* [Prompt]
Go over these records and count the lines with the string "base" in them; the count is all that should be returned.

(Saved data entries)
————————

//! Offline catalog store.
//!
//! The client browses pre-fetched catalog pages: each page is an OPDS 2.0
//! JSON document on disk, keyed by its `self` link. Navigation resolves a
//! page-link URL against this store instead of the network.
use std::collections::HashMap;
use std::path::Path;

use url::Url;

use super::feed::{FeedError, OpdsFeed};

/// A set of catalog pages addressable by URL.
#[derive(Debug, Default)]
pub struct CatalogStore {
    pages: HashMap<Url, OpdsFeed>,
    /// The page browsing starts on: the first loaded page without a
    /// previous link, falling back to the first loaded page.
    start: Option<Url>,
}

impl CatalogStore {
    pub fn new() -> Self {
        Self::default()
    }

    /// Insert a parsed page. Pages without a `self` link cannot be addressed
    /// and are rejected with a warning.
    pub fn insert(&mut self, feed: OpdsFeed) -> bool {
        let Some(url) = feed.self_url.clone() else {
            tracing::warn!(title = %feed.title, "Dropping catalog page without a self link");
            return false;
        };
        let start_is_entry = self
            .start
            .as_ref()
            .and_then(|s| self.pages.get(s))
            .is_some_and(|s| s.links.previous.is_none());
        if self.start.is_none() || (!start_is_entry && feed.links.previous.is_none()) {
            self.start = Some(url.clone());
        }
        if self.pages.insert(url.clone(), feed).is_some() {
            tracing::debug!(url = %url, "Replaced catalog page");
        }
        true
    }

    /// Parse one JSON document and insert it. The page's own `self` URL
    /// serves as the base for its relative links.
    pub fn load_json(&mut self, json: &str) -> Result<bool, FeedError> {
        // Two-pass parse: the first pass only recovers the self link so the
        // second can resolve relative hrefs against it.
        let base = OpdsFeed::from_json(json, None)?.self_url;
        let feed = OpdsFeed::from_json(json, base.as_ref())?;
        Ok(self.insert(feed))
    }

    /// Load a page file, or every `*.json` file when `path` is a directory.
    pub fn load_path(&mut self, path: &Path) -> Result<usize, FeedError> {
        let mut loaded = 0;
        if path.is_dir() {
            let mut entries: Vec<_> = std::fs::read_dir(path)?
                .filter_map(|e| e.ok())
                .map(|e| e.path())
                .filter(|p| p.extension().is_some_and(|ext| ext == "json"))
                .collect();
            entries.sort();
            for entry in entries {
                let json = std::fs::read_to_string(&entry)?;
                match self.load_json(&json) {
                    Ok(true) => loaded += 1,
                    Ok(false) => {}
                    Err(error) => {
                        tracing::warn!(path = %entry.display(), %error, "Skipping unparseable catalog page");
                    }
                }
            }
        } else {
            let json = std::fs::read_to_string(path)?;
            if self.load_json(&json)? {
                loaded += 1;
            }
        }
        tracing::info!(path = %path.display(), pages = loaded, "Loaded catalog");
        Ok(loaded)
    }

    pub fn get(&self, url: &Url) -> Option<&OpdsFeed> {
        self.pages.get(url)
    }

    pub fn start_url(&self) -> Option<&Url> {
        self.start.as_ref()
    }

    pub fn len(&self) -> usize {
        self.pages.len()
    }

    pub fn is_empty(&self) -> bool {
        self.pages.is_empty()
    }
}

// ============================================================================
// Tests
// ============================================================================

#[cfg(test)]
mod tests {
    use super::*;

    fn page(n: u32, total: u32) -> String {
        let mut links = vec![format!(
            r#"{{"rel": "self", "href": "https://example.com/catalog?page={}"}}"#,
            n
        )];
        if n > 1 {
            links.push(format!(
                r#"{{"rel": "previous", "href": "https://example.com/catalog?page={}"}}"#,
                n - 1
            ));
        }
        if n < total {
            links.push(format!(
                r#"{{"rel": "next", "href": "https://example.com/catalog?page={}"}}"#,
                n + 1
            ));
        }
        format!(
            r#"{{"metadata": {{"title": "Page {}"}}, "links": [{}], "publications": []}}"#,
            n,
            links.join(",")
        )
    }

    fn url(n: u32) -> Url {
        Url::parse(&format!("https://example.com/catalog?page={}", n)).unwrap()
    }

    #[test]
    fn test_pages_addressable_by_self_url() {
        let mut store = CatalogStore::new();
        store.load_json(&page(1, 3)).unwrap();
        store.load_json(&page(2, 3)).unwrap();

        assert_eq!(store.len(), 2);
        assert_eq!(store.get(&url(2)).unwrap().title, "Page 2");
        assert!(store.get(&url(3)).is_none());
    }

    #[test]
    fn test_start_is_page_without_previous_link() {
        let mut store = CatalogStore::new();
        // Insert out of order: page 2 first
        store.load_json(&page(2, 3)).unwrap();
        store.load_json(&page(1, 3)).unwrap();
        store.load_json(&page(3, 3)).unwrap();

        assert_eq!(store.start_url(), Some(&url(1)));
    }

    #[test]
    fn test_page_without_self_link_is_dropped() {
        let mut store = CatalogStore::new();
        let inserted = store
            .load_json(r#"{"metadata": {"title": "Orphan"}, "links": [], "publications": []}"#)
            .unwrap();
        assert!(!inserted);
        assert!(store.is_empty());
    }

    #[test]
    fn test_relative_links_resolved_against_self() {
        let mut store = CatalogStore::new();
        let json = r#"{
            "metadata": {"title": "Page 1"},
            "links": [
                {"rel": "self", "href": "https://example.com/catalog?page=1"},
                {"rel": "next", "href": "?page=2"}
            ]
        }"#;
        store.load_json(json).unwrap();
        let feed = store.get(&url(1)).unwrap();
        assert_eq!(
            feed.links.next.as_ref().unwrap().url.as_str(),
            "https://example.com/catalog?page=2"
        );
    }

    #[test]
    fn test_load_directory_of_pages() {
        let dir = std::env::temp_dir().join("folio_store_test_dir");
        std::fs::create_dir_all(&dir).unwrap();
        std::fs::write(dir.join("p1.json"), page(1, 2)).unwrap();
        std::fs::write(dir.join("p2.json"), page(2, 2)).unwrap();
        std::fs::write(dir.join("notes.txt"), "not a feed").unwrap();

        let mut store = CatalogStore::new();
        let loaded = store.load_path(&dir).unwrap();
        assert_eq!(loaded, 2);
        assert_eq!(store.start_url(), Some(&url(1)));

        std::fs::remove_dir_all(&dir).ok();
    }
}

————————

* [Output for this task]
3